ある大学医学部で2010年に、部活動をする中学生293人の目を調べたところ、野球で6割、サッカーは4割に瞼裂斑が見つかった。
屋内の部活動に比べて約2倍高かった。
16~17年に大学生223人も調べたところ、サッカーの瞼裂斑は屋内スポーツに比べて4.7倍、野球やソフトボールは3.5倍高かった。
 
瞼裂斑はどれくらい目に紫外線を浴びたかの指標になる。
翼状片を手術しても再発の可能性もある。
対策をとることが欠かせない。
 
紫外線が多いとされる豪州では学校でサングラスの着用が認められている例もあるという。

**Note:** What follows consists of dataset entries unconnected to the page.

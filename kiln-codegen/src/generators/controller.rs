//! Controller generator: HTTP routes delegating to the service.

use kiln_ir::{ClassModel, DomainRole, EffectiveMetadata};

use super::{Failure, ParamType, ServiceSignature};

#[derive(Debug, Clone, Copy, PartialEq, Eq, Hash)]
pub enum HttpVerb {
    Get,
    Post,
    Put,
    Delete,
}

impl HttpVerb {
    pub fn as_str(&self) -> &'static str {
        match self {
            HttpVerb::Get => "GET",
            HttpVerb::Post => "POST",
            HttpVerb::Put => "PUT",
            HttpVerb::Delete => "DELETE",
        }
    }

    /// Lowercase method name, as used by router APIs.
    pub fn method(&self) -> &'static str {
        match self {
            HttpVerb::Get => "get",
            HttpVerb::Post => "post",
            HttpVerb::Put => "put",
            HttpVerb::Delete => "delete",
        }
    }
}

/// Where a request parameter is read from.
#[derive(Debug, Clone, Copy, PartialEq, Eq)]
pub enum ParamSource {
    Path,
    Query,
    Body,
}

#[derive(Debug, Clone, PartialEq, Eq)]
pub struct RouteParam {
    pub name: String,
    pub ty: ParamType,
    pub source: ParamSource,
    pub required: bool,
}

/// One HTTP route.
#[derive(Debug, Clone, PartialEq, Eq)]
pub struct Route {
    pub verb: HttpVerb,
    /// Full path, e.g. `/orders/{id}`.
    pub path: String,
    /// Path below the base, e.g. `/{id}`. Empty for the base itself.
    pub relative: String,
    /// Service operation the route delegates to.
    pub handler: String,
    /// Parameters in the order the service operation takes them.
    pub params: Vec<RouteParam>,
    pub success: u16,
    pub failures: Vec<Failure>,
}

impl Route {
    /// Every status code the route can answer with, success first.
    pub fn statuses(&self) -> Vec<u16> {
        let mut statuses = vec![self.success];
        for failure in &self.failures {
            if !statuses.contains(&failure.status()) {
                statuses.push(failure.status());
            }
        }
        statuses
    }

    pub fn path_params(&self) -> impl Iterator<Item = &RouteParam> {
        self.params.iter().filter(|p| p.source == ParamSource::Path)
    }

    pub fn body(&self) -> Option<&RouteParam> {
        self.params.iter().find(|p| p.source == ParamSource::Body)
    }

    /// Route path with `{name}` placeholders rewritten by `placeholder`.
    pub fn path_with(&self, placeholder: impl Fn(&str) -> String) -> String {
        rewrite_placeholders(&self.path, placeholder)
    }

    /// Relative path with `{name}` placeholders rewritten by `placeholder`.
    pub fn relative_with(&self, placeholder: impl Fn(&str) -> String) -> String {
        rewrite_placeholders(&self.relative, placeholder)
    }
}

fn rewrite_placeholders(path: &str, placeholder: impl Fn(&str) -> String) -> String {
    path.split('/')
        .map(|segment| match segment.strip_prefix('{').and_then(|s| s.strip_suffix('}')) {
            Some(name) => placeholder(name),
            None => segment.to_string(),
        })
        .collect::<Vec<_>>()
        .join("/")
}

/// Structured description of one controller artifact.
#[derive(Debug, Clone, PartialEq, Eq)]
pub struct ControllerSpec {
    pub class_name: String,
    pub base_path: String,
    pub routes: Vec<Route>,
    /// Service operations a route needed but the service does not provide.
    pub missing_service_ops: Vec<String>,
}

impl ControllerSpec {
    pub fn route(&self, verb: HttpVerb, path: &str) -> Option<&Route> {
        self.routes.iter().find(|r| r.verb == verb && r.path == path)
    }

    pub fn handlers(&self) -> Vec<&str> {
        self.routes.iter().map(|r| r.handler.as_str()).collect()
    }
}

struct RouteDef {
    verb: HttpVerb,
    relative: &'static str,
    handler: &'static str,
    success: u16,
    failures: &'static [Failure],
    /// Skip the route instead of reporting a missing handler.
    optional: bool,
}

const fn route(
    verb: HttpVerb,
    relative: &'static str,
    handler: &'static str,
    success: u16,
    failures: &'static [Failure],
) -> RouteDef {
    RouteDef {
        verb,
        relative,
        handler,
        success,
        failures,
        optional: false,
    }
}

const CRUD_ROUTES: &[RouteDef] = &[
    route(HttpVerb::Post, "", "create", 201, &[Failure::Validation]),
    route(HttpVerb::Get, "/{id}", "findById", 200, &[Failure::NotFound]),
    route(HttpVerb::Get, "", "findAll", 200, &[]),
    route(HttpVerb::Put, "/{id}", "update", 200, &[Failure::NotFound]),
    route(HttpVerb::Delete, "/{id}", "delete", 204, &[Failure::NotFound]),
];

const STATE_ROUTES: &[RouteDef] = &[
    route(
        HttpVerb::Put,
        "/{id}/status",
        "updateStatus",
        200,
        &[Failure::NotFound, Failure::InvalidTransition],
    ),
    route(HttpVerb::Get, "/status/{status}", "findByStatus", 200, &[]),
];

const USER_ROUTES: &[RouteDef] = &[
    route(HttpVerb::Post, "/{id}/promote", "promoteAccount", 200, &[Failure::NotFound]),
    route(HttpVerb::Post, "/{id}/assign", "assignToOrganization", 200, &[Failure::NotFound]),
    RouteDef {
        optional: true,
        ..route(HttpVerb::Get, "/account-type/{accountType}", "findByAccountType", 200, &[])
    },
];

const SHIPMENT_ROUTES: &[RouteDef] = &[
    route(
        HttpVerb::Post,
        "/{id}/deliver",
        "markDelivered",
        200,
        &[Failure::NotFound, Failure::InvalidTransition],
    ),
    route(
        HttpVerb::Post,
        "/{id}/pickup",
        "markPickedUp",
        200,
        &[Failure::NotFound, Failure::InvalidTransition],
    ),
];

/// Plan the controller for `class`.
///
/// `service_ops` lists the operations the service generator emitted. Routes
/// bind their parameters from the signature they delegate to. A required
/// route whose operation is absent is left out and recorded in
/// [`ControllerSpec::missing_service_ops`].
pub fn plan_controller(
    class: &ClassModel,
    meta: &EffectiveMetadata,
    service_ops: &[ServiceSignature],
) -> ControllerSpec {
    let mut defs: Vec<&RouteDef> = CRUD_ROUTES.iter().collect();
    if meta.is_stateful() {
        defs.extend(STATE_ROUTES);
    }
    match meta.capabilities.role {
        DomainRole::Generic => {}
        DomainRole::UserLike => defs.extend(USER_ROUTES),
        DomainRole::ShipmentLike { .. } => defs.extend(SHIPMENT_ROUTES),
    }

    let mut routes = Vec::new();
    let mut missing_service_ops = Vec::new();
    for def in defs {
        let Some(op) = service_ops.iter().find(|op| op.name == def.handler) else {
            if !def.optional {
                missing_service_ops.push(def.handler.to_string());
            }
            continue;
        };

        let params = op
            .params
            .iter()
            .map(|p| {
                let source = if p.ty == ParamType::Entity {
                    ParamSource::Body
                } else if def.relative.contains(&format!("{{{}}}", p.name)) {
                    ParamSource::Path
                } else {
                    ParamSource::Query
                };
                RouteParam {
                    name: p.name.clone(),
                    ty: p.ty.clone(),
                    source,
                    required: p.required,
                }
            })
            .collect();

        routes.push(Route {
            verb: def.verb,
            path: format!("{}{}", meta.route_base, def.relative),
            relative: def.relative.to_string(),
            handler: def.handler.to_string(),
            params,
            success: def.success,
            failures: def.failures.to_vec(),
        });
    }

    ControllerSpec {
        class_name: class.name.clone(),
        base_path: meta.route_base.clone(),
        routes,
        missing_service_ops,
    }
}

#[cfg(test)]
mod tests {
    use kiln_ir::{Attribute, GlobalConfig, SemanticType};

    use super::*;
    use crate::{
        generators::{plan_repository, plan_service},
        metadata::resolve,
    };

    fn plan(class: &ClassModel) -> ControllerSpec {
        let meta = resolve(class, &GlobalConfig::default(), None).unwrap();
        let repository = plan_repository(class, &meta, &[], &mut Vec::new());
        let service = plan_service(class, &meta, &[], &repository.op_names());
        plan_controller(class, &meta, &service.signatures())
    }

    #[test]
    fn test_crud_routes() {
        let spec = plan(&ClassModel::new("Tag"));
        assert_eq!(spec.base_path, "/tags");
        assert_eq!(spec.routes.len(), 5);
        assert!(spec.missing_service_ops.is_empty());

        let create = spec.route(HttpVerb::Post, "/tags").unwrap();
        assert_eq!(create.statuses(), vec![201, 400]);
        assert_eq!(create.body().unwrap().name, "entity");

        let get = spec.route(HttpVerb::Get, "/tags/{id}").unwrap();
        assert_eq!(get.handler, "findById");
        assert_eq!(get.statuses(), vec![200, 404]);
        assert_eq!(get.path_params().count(), 1);

        let delete = spec.route(HttpVerb::Delete, "/tags/{id}").unwrap();
        assert_eq!(delete.statuses(), vec![204, 404]);
        assert_eq!(spec.route(HttpVerb::Get, "/tags").unwrap().statuses(), vec![200]);
    }

    #[test]
    fn test_order_status_routes() {
        let order =
            ClassModel::new("Order").attribute(Attribute::new("status", SemanticType::String));
        let spec = plan(&order);

        let status = spec.route(HttpVerb::Put, "/orders/{id}/status").unwrap();
        assert_eq!(status.handler, "updateStatus");
        assert_eq!(status.statuses(), vec![200, 404, 400]);
        let sources: Vec<_> = status.params.iter().map(|p| (p.name.as_str(), p.source)).collect();
        assert_eq!(
            sources,
            vec![
                ("id", ParamSource::Path),
                ("newStatus", ParamSource::Query),
                ("updatedBy", ParamSource::Query),
                ("comment", ParamSource::Query),
            ]
        );

        let by_status = spec.route(HttpVerb::Get, "/orders/status/{status}").unwrap();
        assert_eq!(by_status.params[0].source, ParamSource::Path);
    }

    #[test]
    fn test_user_routes() {
        let user = ClassModel::new("User")
            .attribute(Attribute::new("email", SemanticType::String).unique());
        let spec = plan(&user);

        assert!(spec.route(HttpVerb::Post, "/users/{id}/promote").is_some());
        assert!(spec.route(HttpVerb::Post, "/users/{id}/assign").is_some());
        // No accountType attribute, so no finder and no error
        assert!(spec.route(HttpVerb::Get, "/users/account-type/{accountType}").is_none());
        assert!(spec.missing_service_ops.is_empty());
    }

    #[test]
    fn test_shipment_routes() {
        let parcel = ClassModel::new("Parcel")
            .with_state(None)
            .attribute(Attribute::new("trackingNumber", SemanticType::String));
        let spec = plan(&parcel);

        let deliver = spec.route(HttpVerb::Post, "/parcels/{id}/deliver").unwrap();
        assert_eq!(deliver.handler, "markDelivered");
        assert_eq!(deliver.statuses(), vec![200, 404, 400]);
        assert!(spec.route(HttpVerb::Post, "/parcels/{id}/pickup").is_some());
    }

    #[test]
    fn test_missing_service_op() {
        let order =
            ClassModel::new("Order").attribute(Attribute::new("status", SemanticType::String));
        let meta = resolve(&order, &GlobalConfig::default(), None).unwrap();
        let repository = plan_repository(&order, &meta, &[], &mut Vec::new());
        let service = plan_service(&order, &meta, &[], &repository.op_names());
        let mut signatures = service.signatures();
        signatures.retain(|op| op.name != "updateStatus");

        let spec = plan_controller(&order, &meta, &signatures);
        assert_eq!(spec.missing_service_ops, vec!["updateStatus"]);
        assert!(spec.route(HttpVerb::Put, "/orders/{id}/status").is_none());
    }

    #[test]
    fn test_path_placeholders() {
        let spec = plan(&ClassModel::new("OrderItem"));
        let get = spec.route(HttpVerb::Get, "/order-items/{id}").unwrap();
        assert_eq!(get.path_with(|name| format!(":{}", name)), "/order-items/:id");
        assert_eq!(get.relative_with(|name| format!("<{}>", name)), "/<id>");
    }
}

だが、日本ではピアスのような装身具のI種ととらえて校則で着用を禁じる学校もある。
肌への対策の日焼け止めに比べると、目の対策はあまり進んでいないのが実情だ。

帽子・サングラス・コンタクトが有効
紫外線は1990年代以降、国内では増える傾向にある。
環境省によると、大気汚染の改善で日光を遮る汚染物質が減ったことや、天候による影響などが原因という。
 
地面の反射で、身長100センチの子どもは170センチの大人に比べて目に浴びる量は1.1~1.4倍になる。

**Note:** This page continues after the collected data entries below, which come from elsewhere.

//! Relate phase - relation ends between live classes.

use eyre::Result;

use crate::{
    ConfigurationError,
    pipeline::{CompilationContext, Phase},
    relations::{RelationGraph, dangling_targets},
};

/// Phase that fails classes with dangling relationships and derives the
/// relation ends of the remaining ones.
///
/// A class pointing at a failed class fails as well, so failures propagate
/// until every live class only points at live classes.
pub struct RelatePhase;

impl Phase for RelatePhase {
    fn name(&self) -> &'static str {
        "relate"
    }

    fn description(&self) -> &'static str {
        "Derive relation ends between generated classes"
    }

    fn run(&self, ctx: &mut CompilationContext) -> Result<()> {
        link(ctx, self.name())
    }
}

/// Fail dangling classes, then rebuild the relation graph.
pub(super) fn link(ctx: &mut CompilationContext, phase: &str) -> Result<()> {
    let ir = ctx.ir()?;
    let mut live: Vec<&str> = ir
        .classes
        .iter()
        .map(|c| c.name.as_str())
        .filter(|name| ctx.metadata.contains_key(*name))
        .collect();

    let mut failures = Vec::new();
    loop {
        let dangling = ir.classes.iter().find_map(|class| {
            if !live.contains(&class.name.as_str()) {
                return None;
            }
            dangling_targets(class, &live)
                .first()
                .map(|target| (class.name.as_str(), *target))
        });
        let Some((class, target)) = dangling else {
            break;
        };
        live.retain(|name| *name != class);
        let (class, target) = (class.to_string(), target.to_string());
        failures.push(if ir.find_class(&target).is_some() {
            ConfigurationError::DependsOnFailedClass { class, target }
        } else {
            ConfigurationError::DanglingRelationship { class, target }
        });
    }

    for failure in failures {
        ctx.fail_class(phase, failure);
    }

    let ir = ctx.ir()?;
    let graph = RelationGraph::build(&ir.classes, &ctx.metadata);
    tracing::debug!(ends = graph.len(), "built relation graph");
    ctx.relations = Some(graph);
    Ok(())
}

紫外線は白内障や老眼の早期発症にもつながる可能性があり、早い時期から目を守ることが重要だ。
 
目に入る紫外線を防ぐには、
①つばのある帽子
②紫外線カット効果のあるサングラスか眼鏡
③紫外線カット効果のあるコンタクトレンズ
が有効だ。

ある実験で、3点の中から複数の対策をうまく組み合わせると、目に入る紫外線をほぼ防げることもわかった。
 
帽子はつばの長さが7センチ以上で全周にあり、やや下向きの形が最も効果的という。
野球帽の場合は、目の前に影ができるよう深めにかぶる。
 
サングラスは、激しい運動をしても外れにくいスポーツタイプのものが市販されている。
透明でも紫外線カット効果があるレンズを選ぶ。
色が濃いレンズは、瞳孔が開いて目に紫外線が入りやすくなることがあり、注意が必要だ。
 
コンタクトレンズも、透明でも紫外線カット効果があるものを選ぶ。
紫外線カット効果が無いコンタクトレンズ利用者は、サングラスに比べて瞼裂斑の大きさが約3倍だった。
 
著しく光を反射するタイプでないサングラスは、高校野球やリトルリーグでは審判などに申し出れば、診断書がなくても試合で使える。 

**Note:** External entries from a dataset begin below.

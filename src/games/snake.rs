//! Grid snake on a wrapping 12×12 board.

use rand::rngs::StdRng;
use rand::{Rng, SeedableRng};

use crate::collision::{resolve, Outcome};
use crate::compute::{resample, wrap_step, MAX_RESAMPLE_ATTEMPTS};
use crate::engine::{Game, TickContext};
use crate::entities::{Actor, ActorKind, Point, Vec2};
use crate::pool::Pool;
use crate::render::{CellPaint, GridLayout, Scene, SceneLayout, Sprite};
use crate::surface::Color;

pub const TITLE: &str = "SNAKE";

pub const GRID_SIZE: i32 = 12;
pub const MAX_LENGTH: usize = 64;
pub const INITIAL_LENGTH: usize = 3;

pub const CELL_EMPTY: u8 = 0;
pub const CELL_BODY: u8 = 1;
pub const CELL_FOOD: u8 = 2;

static PALETTE: [CellPaint; 3] = [
    CellPaint {
        color: Color::BLACK,
        inset: 0,
    },
    CellPaint {
        color: Color::GREEN,
        inset: 1,
    },
    CellPaint {
        color: Color::RED,
        inset: 2,
    },
];

const SLOT_SCORE: usize = 0;
const SLOT_COUNT: usize = 1;

pub struct Snake {
    width: i32,
    height: i32,
    rng: StdRng,
    /// Slots `0..len` hold the body, head first.
    body: Pool<MAX_LENGTH>,
    len: usize,
    direction: Vec2,
    food: Option<Point>,
    score: u32,
    round_over: bool,
}

impl Snake {
    pub fn new(seed: u64, width: i32, height: i32) -> Self {
        let mut game = Self {
            width,
            height,
            rng: StdRng::seed_from_u64(seed),
            body: Pool::new(ActorKind::SnakeCell),
            len: 0,
            direction: Vec2::new(1, 0),
            food: None,
            score: 0,
            round_over: false,
        };
        game.init();
        game
    }

    pub fn grid_layout(&self) -> GridLayout {
        let cell = ((self.width - 4) / GRID_SIZE).min((self.height - 24) / GRID_SIZE).max(1);
        GridLayout {
            origin_x: (self.width - GRID_SIZE * cell) / 2,
            origin_y: 4,
            cell_w: cell,
            cell_h: cell,
            cols: GRID_SIZE as usize,
            rows: GRID_SIZE as usize,
            palette: &PALETTE,
        }
    }

    /// Body cells, head first.
    pub fn cells(&self) -> impl Iterator<Item = Point> + '_ {
        self.body.slots()[..self.len].iter().map(|a| a.pos)
    }

    pub fn head(&self) -> Point {
        self.body.slots()[0].pos
    }

    pub fn len(&self) -> usize {
        self.len
    }

    pub fn is_empty(&self) -> bool {
        self.len == 0
    }

    pub fn food(&self) -> Option<Point> {
        self.food
    }

    pub fn direction(&self) -> Vec2 {
        self.direction
    }

    /// Replace the body, head first. Extra cells beyond `MAX_LENGTH` are
    /// ignored.
    pub fn set_body(&mut self, cells: &[Point], direction: Vec2) {
        self.body.clear();
        self.len = cells.len().min(MAX_LENGTH);
        for (i, &pos) in cells.iter().take(MAX_LENGTH).enumerate() {
            self.body.place(i, Actor::new(ActorKind::SnakeCell, pos, Vec2::ZERO));
        }
        self.direction = direction;
    }

    pub fn set_food(&mut self, food: Option<Point>) {
        self.food = food;
    }

    fn occupied(&self, p: &Point) -> bool {
        self.cells().any(|c| c == *p)
    }

    /// A free cell, or `None` when the snake covers the whole board.
    pub fn spawn_food(&mut self) -> Option<Point> {
        let occupied: Vec<Point> = self.cells().collect();
        let forbidden = |p: &Point| occupied.contains(p);
        resample(
            &mut self.rng,
            MAX_RESAMPLE_ATTEMPTS,
            |rng| Point::new(rng.gen_range(0..GRID_SIZE), rng.gen_range(0..GRID_SIZE)),
            forbidden,
            || {
                (0..GRID_SIZE)
                    .flat_map(|y| (0..GRID_SIZE).map(move |x| Point::new(x, y)))
                    .find(|p| !occupied.contains(p))
            },
        )
    }

    fn steer(&mut self, ctx: &TickContext) {
        let c = ctx.controls;
        let d = self.direction;
        if c.left && d.dx != 1 {
            self.direction = Vec2::new(-1, 0);
        } else if c.right && d.dx != -1 {
            self.direction = Vec2::new(1, 0);
        } else if c.up && d.dy != 1 {
            self.direction = Vec2::new(0, -1);
        } else if c.down && d.dy != -1 {
            self.direction = Vec2::new(0, 1);
        }
    }
}

impl Game for Snake {
    fn title(&self) -> &'static str {
        TITLE
    }

    fn scene_layout(&self) -> SceneLayout {
        SceneLayout {
            sprite_slots: SLOT_COUNT,
            grid: Some(self.grid_layout()),
        }
    }

    fn init(&mut self) {
        let start = GRID_SIZE / 2;
        let cells: Vec<Point> = (0..INITIAL_LENGTH as i32)
            .map(|i| Point::new(start - i, start))
            .collect();
        self.set_body(&cells, Vec2::new(1, 0));
        self.score = 0;
        self.round_over = false;
        self.food = self.spawn_food();
    }

    fn on_update_tick(&mut self, ctx: &mut TickContext) {
        if self.round_over {
            return;
        }
        self.steer(ctx);

        let head = wrap_step(self.head(), self.direction, GRID_SIZE, GRID_SIZE);
        let mut mover = Actor::new(ActorKind::SnakeCell, head, Vec2::ZERO);
        let bitten = self
            .body
            .slots()
            .iter()
            .take(self.len)
            .skip(1)
            .find(|cell| cell.pos == head)
            .copied();
        if let Some(mut body) = bitten {
            if resolve(&mut mover, &mut body, &mut self.score) == Outcome::RoundOver {
                self.round_over = true;
                return;
            }
        }

        let mut ate = false;
        if let Some(food) = self.food.filter(|&food| food == head) {
            let mut target = Actor::new(ActorKind::Food, food, Vec2::ZERO);
            ate = matches!(
                resolve(&mut mover, &mut target, &mut self.score),
                Outcome::Scored(_)
            );
        }

        let grows = ate && self.len < MAX_LENGTH;
        let new_len = if grows { self.len + 1 } else { self.len };
        let slots = self.body.slots_mut();
        for i in (1..new_len).rev() {
            slots[i] = slots[i - 1];
        }
        slots[0] = mover;
        self.len = new_len;

        if ate {
            self.food = self.spawn_food();
        }
    }

    fn on_render_tick(&self, scene: &mut Scene) {
        if let Some(grid) = scene.grid_mut() {
            for cell in self.cells() {
                grid.set(cell.x as usize, cell.y as usize, CELL_BODY);
            }
            if let Some(food) = self.food {
                if !self.occupied(&food) {
                    grid.set(food.x as usize, food.y as usize, CELL_FOOD);
                }
            }
        }
        scene.set(
            SLOT_SCORE,
            Sprite::text(2, self.height - 10, format!("Score: {}", self.score), Color::WHITE, 1),
        );
    }

    fn is_round_over(&self) -> bool {
        self.round_over
    }

    fn score(&self) -> u32 {
        self.score
    }
}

あるん団体が2月、NPO「紫外線から眼を守る Eyes Arc」を立ち上げた。
沖縄県の小中学校での調査をしたり、通学や体育でかける子ども用サングラスを寄贈したりしている。
事務局では「子ども用の紫外線カットサングラスの使用について、教育現場に理解を求めたい」と話す。
 
環境省は「UVインデックス」という紫外線の強さを示す基準が「3」以上になる日中の時間帯の屋外での活動を避けることを勧めている。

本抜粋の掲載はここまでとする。